Skyscrapers make space by recovering – or rehabilitating, as someone say – all the areas occupied by Slums. It does not matter if part of the city’s history and a large part of the economy still resides there; in those slums, where not only desperate people live, but where workers, doctors, lawyers and all other pivotal roles at the base of every social and economic system live too.

The photographic research conducted by Giovanni Hänninen stems from a collaboration with Studio Mumbai Architects, and highlights the urban stratification of the city of Mumbai. The photographic work on exhibition is the beginning of a research that aims to create an atlas that uses photography as a tool for analysing the city’s dynamics.
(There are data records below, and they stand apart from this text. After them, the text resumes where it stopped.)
//! WebSocket live channel.
//!
//! Implements [`Connector`] over a WebSocket connection to the chat server.
//! Frames are JSON text messages encoded with [`mentorchat_proto::codec`].
//! Each link owns two background tasks: a writer draining the outbound
//! queue into the socket and a reader decoding server frames. When the
//! reader exits the link's inbound stream ends, which the session treats
//! as a lost connection.

use std::time::Duration;

use futures_util::{SinkExt, StreamExt};
use tokio::sync::mpsc;
use tokio_tungstenite::tungstenite::Message;
use tokio_tungstenite::{MaybeTlsStream, WebSocketStream, connect_async};
use url::Url;

use mentorchat_proto::channel::{ClientFrame, ServerFrame};
use mentorchat_proto::codec;

use super::{ChannelLink, Connector, TransportError};

type WsStream = WebSocketStream<MaybeTlsStream<tokio::net::TcpStream>>;
type WsSink = futures_util::stream::SplitSink<WsStream, Message>;
type WsReader = futures_util::stream::SplitStream<WsStream>;

/// Capacity of the per-link frame queues.
const FRAME_BUFFER: usize = 256;

/// Opens WebSocket connections to a fixed server URL.
#[derive(Debug, Clone)]
pub struct WsConnector {
    url: Url,
    connect_timeout: Duration,
}

impl WsConnector {
    /// Creates a connector for `url` (`ws://` or `wss://`).
    #[must_use]
    pub const fn new(url: Url, connect_timeout: Duration) -> Self {
        Self {
            url,
            connect_timeout,
        }
    }

    /// The server URL this connector dials.
    #[must_use]
    pub const fn url(&self) -> &Url {
        &self.url
    }
}

impl Connector for WsConnector {
    /// Dial the server and start the reader and writer tasks.
    ///
    /// # Errors
    ///
    /// - [`TransportError::Timeout`] if the handshake exceeds the connect timeout.
    /// - [`TransportError::Unreachable`] if the server refuses the connection.
    /// - [`TransportError::Io`] for TLS, HTTP upgrade, or other socket failures.
    async fn connect(&self) -> Result<ChannelLink, TransportError> {
        let url = self.url.as_str();
        let (ws_stream, _response) =
            tokio::time::timeout(self.connect_timeout, connect_async(url))
                .await
                .map_err(|_| {
                    tracing::warn!(url, "WebSocket connect timed out");
                    TransportError::Timeout
                })?
                .map_err(|e| {
                    tracing::warn!(url, err = %e, "WebSocket connect failed");
                    map_ws_connect_error(&self.url, e)
                })?;
        tracing::info!(url, "live channel connected");

        let (ws_sink, ws_reader) = ws_stream.split();
        let (outbound, out_rx) = mpsc::channel(FRAME_BUFFER);
        let (in_tx, inbound) = mpsc::channel(FRAME_BUFFER);

        let writer = tokio::spawn(writer_loop(ws_sink, out_rx));
        let reader = tokio::spawn(reader_loop(ws_reader, in_tx));

        Ok(ChannelLink::new(outbound, inbound).with_tasks([writer, reader]))
    }
}

/// Drains queued client frames into the socket.
///
/// Frames that fail to encode are logged and dropped. Exits when the link
/// is dropped or the socket rejects a write.
async fn writer_loop(mut ws_sink: WsSink, mut frames: mpsc::Receiver<ClientFrame>) {
    while let Some(frame) = frames.recv().await {
        let text = match codec::encode_client(&frame) {
            Ok(text) => text,
            Err(e) => {
                tracing::warn!(err = %e, "dropping unencodable frame");
                continue;
            }
        };
        if let Err(e) = ws_sink.send(Message::Text(text.into())).await {
            tracing::warn!(err = %e, "WebSocket write failed");
            break;
        }
    }
    let _ = ws_sink.close().await;
    tracing::debug!("WebSocket writer exiting");
}

/// Decodes server frames and forwards them to the link.
///
/// Malformed frames are logged and skipped; the connection stays up.
/// Exits on close, read error, or when the link is dropped.
async fn reader_loop(mut ws_reader: WsReader, tx: mpsc::Sender<ServerFrame>) {
    while let Some(msg_result) = ws_reader.next().await {
        match msg_result {
            Ok(Message::Text(text)) => match codec::decode_server(text.as_str()) {
                Ok(frame) => {
                    if tx.send(frame).await.is_err() {
                        break;
                    }
                }
                Err(e) => {
                    tracing::warn!(err = %e, "malformed server frame, skipping");
                }
            },
            Ok(Message::Close(_)) => {
                tracing::info!("WebSocket closed by server");
                break;
            }
            Ok(Message::Binary(_)) => {
                tracing::debug!("ignoring binary frame");
            }
            Ok(Message::Ping(_) | Message::Pong(_) | Message::Frame(_)) => {}
            Err(e) => {
                tracing::warn!(err = %e, "WebSocket read error");
                break;
            }
        }
    }
    tracing::info!("WebSocket reader exiting");
}

/// Map a `tokio_tungstenite` connection error to a [`TransportError`].
fn map_ws_connect_error(url: &Url, err: tokio_tungstenite::tungstenite::Error) -> TransportError {
    use tokio_tungstenite::tungstenite::Error as WsError;
    match err {
        WsError::Io(io_err) => match io_err.kind() {
            std::io::ErrorKind::ConnectionRefused | std::io::ErrorKind::AddrNotAvailable => {
                TransportError::Unreachable(url.to_string())
            }
            _ => TransportError::Io(io_err),
        },
        WsError::Tls(_) => TransportError::Io(std::io::Error::other(format!("TLS error: {err}"))),
        WsError::Http(response) => TransportError::Io(std::io::Error::other(format!(
            "WebSocket upgrade rejected: status {}",
            response.status()
        ))),
        other => TransportError::Io(std::io::Error::other(format!(
            "WebSocket connection error: {other}"
        ))),
    }
}
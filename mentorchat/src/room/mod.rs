//! Room resolution and history collaborator.
//!
//! The chat server exposes conversations through a small REST surface:
//! resolve-or-create the room shared with a counterpart, fetch the most
//! recent page of history, fetch everything after a sequence number, and
//! post a new message. [`RoomService`] abstracts that surface.
//!
//! Implementations:
//! - [`http::HttpRoomService`] — `reqwest` client for the real server
//! - [`memory::InMemoryRoomService`] — scripted fake for testing

pub mod http;
pub mod memory;

use mentorchat_proto::message::{ClientRef, ConversationId, Sequence, UserId, WireMessage};

/// Errors returned by a [`RoomService`].
#[derive(Debug, Clone, PartialEq, Eq, thiserror::Error)]
pub enum RoomError {
    /// The viewer may not access this conversation.
    #[error("not authorized to access this conversation")]
    NotAuthorized,

    /// The service could not be reached or answered with an error.
    #[error("room service unavailable: {0}")]
    Unavailable(String),

    /// The service answered with a body that could not be decoded.
    #[error("malformed room service response: {0}")]
    Malformed(String),
}

/// Room lookup, history, and send operations.
pub trait RoomService: Send + Sync + 'static {
    /// Resolve the conversation shared by `viewer` and `counterpart`,
    /// creating it if needed. Idempotent.
    ///
    /// # Errors
    ///
    /// [`RoomError::NotAuthorized`] if the viewer may not talk to the
    /// counterpart; [`RoomError::Unavailable`] for any other failure.
    fn resolve_room(
        &self,
        counterpart: &UserId,
        viewer: &UserId,
    ) -> impl std::future::Future<Output = Result<ConversationId, RoomError>> + Send;

    /// Fetch the most recent page of messages.
    ///
    /// # Errors
    ///
    /// Returns [`RoomError`] if the page cannot be fetched.
    fn recent_messages(
        &self,
        conversation: ConversationId,
    ) -> impl std::future::Future<Output = Result<Vec<WireMessage>, RoomError>> + Send;

    /// Fetch every message with a sequence number greater than `since`.
    ///
    /// # Errors
    ///
    /// Returns [`RoomError`] if the messages cannot be fetched.
    fn missed_messages(
        &self,
        conversation: ConversationId,
        since: Sequence,
    ) -> impl std::future::Future<Output = Result<Vec<WireMessage>, RoomError>> + Send;

    /// Post a message. The stored copy comes back over the live channel.
    ///
    /// # Errors
    ///
    /// Returns [`RoomError`] if the server did not accept the message.
    fn send_message(
        &self,
        conversation: ConversationId,
        sender: &UserId,
        body: &str,
        client_ref: ClientRef,
    ) -> impl std::future::Future<Output = Result<(), RoomError>> + Send;
}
Mumbai è la dodicesima città più ricca al mondo per il PIL. Al tempo stesso è luogo di disparità estreme. Solo negli ultimi anni, gli abitanti sono passati da 16 milioni a oltre 22 milioni di cui oltre il 55% vive in slum. Nel frattempo Mumbai, in una corsa all’inseguimento di una delle crescite più repentine della storia, sta cercando nuove aree in cui costruire nuovi grattacieli e infrastrutture.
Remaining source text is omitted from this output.